■ RECORDS SUPPLIED ■
//! Splitcart CLI
//!
//! Loads a fixture set, drops coupons seen in the last two days, and prints the best plan.

use std::{io, time::Instant};

use anyhow::Result;
use clap::Parser;
use jiff::Timestamp;
use tracing::info;
use tracing_subscriber::EnvFilter;

use splitcart::{
    cli::CliArgs,
    fixtures::Fixture,
    optimizer::Optimizer,
    recency::{DEFAULT_WINDOW, filter_unseen},
    report::PlanReport,
};

#[expect(clippy::print_stdout, reason = "CLI output")]
fn main() -> Result<()> {
    let args = CliArgs::parse();

    tracing_subscriber::fmt()
        .with_env_filter(
            EnvFilter::try_from_default_env().unwrap_or_else(|_| EnvFilter::new(&args.log_level)),
        )
        .with_writer(io::stderr)
        .init();

    let mut fixture = Fixture::with_base_path(&args.fixtures);

    fixture.load_wishlist(&args.set)?.load_coupons(&args.set)?;

    let items = fixture.wishlist(args.n)?;
    let rules = filter_unseen(
        fixture.rules().to_vec(),
        fixture.seen(),
        Timestamp::now(),
        DEFAULT_WINDOW,
    );

    info!(
        items = items.len(),
        rules = rules.len(),
        skipped_items = fixture.skipped_items(),
        skipped_rules = fixture.skipped_rules(),
        "fixture loaded"
    );

    let start = Instant::now();

    let plan = Optimizer::new(args.optimizer_config()).run(items, &rules)?;

    let elapsed = start.elapsed().as_secs_f32();

    let stdout = io::stdout();
    let mut handle = stdout.lock();

    PlanReport::new(&plan, items, fixture.currency()?).write_to(&mut handle)?;

    println!("\nSolution: {elapsed}s");

    Ok(())
}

■ PROBLEM TO SOLVE ■
Write out the entire listing above once more. Keep it exact.

■ EXERCISE OUTPUT ■
//! Splitcart CLI
//!
//! Loads a fixture set, drops coupons seen in the last two days, and prints the best plan.

use std::{io, time::Instant};

use anyhow::Result;
use clap::Parser;
use jiff::Timestamp;
use tracing::info;
use tracing_subscriber::EnvFilter;

use splitcart::{
    cli::CliArgs,
    fixtures::Fixture,
    optimizer::Optimizer,
    recency::{DEFAULT_WINDOW, filter_unseen},
    report::PlanReport,
};

#[expect(clippy::print_stdout, reason = "CLI output")]
fn main() -> Result<()> {
    let args = CliArgs::parse();

    tracing_subscriber::fmt()
        .with_env_filter(
            EnvFilter::try_from_default_env().unwrap_or_else(|_| EnvFilter::new(&args.log_level)),
        )
        .with_writer(io::stderr)
        .init();

    let mut fixture = Fixture::with_base_path(&args.fixtures);

    fixture.load_wishlist(&args.set)?.load_coupons(&args.set)?;

    let items = fixture.wishlist(args.n)?;
    let rules = filter_unseen(
        fixture.rules().to_vec(),
        fixture.seen(),
        Timestamp::now(),
        DEFAULT_WINDOW,
    );

    info!(
        items = items.len(),
        rules = rules.len(),
        skipped_items = fixture.skipped_items(),
        skipped_rules = fixture.skipped_rules(),
        "fixture loaded"
    );

    let start = Instant::now();

    let plan = Optimizer::new(args.optimizer_config()).run(items, &rules)?;

    let elapsed = start.elapsed().as_secs_f32();

    let stdout = io::stdout();
    let mut handle = stdout.lock();

    PlanReport::new(&plan, items, fixture.currency()?).write_to(&mut handle)?;

    println!("\nSolution: {elapsed}s");

    Ok(())
}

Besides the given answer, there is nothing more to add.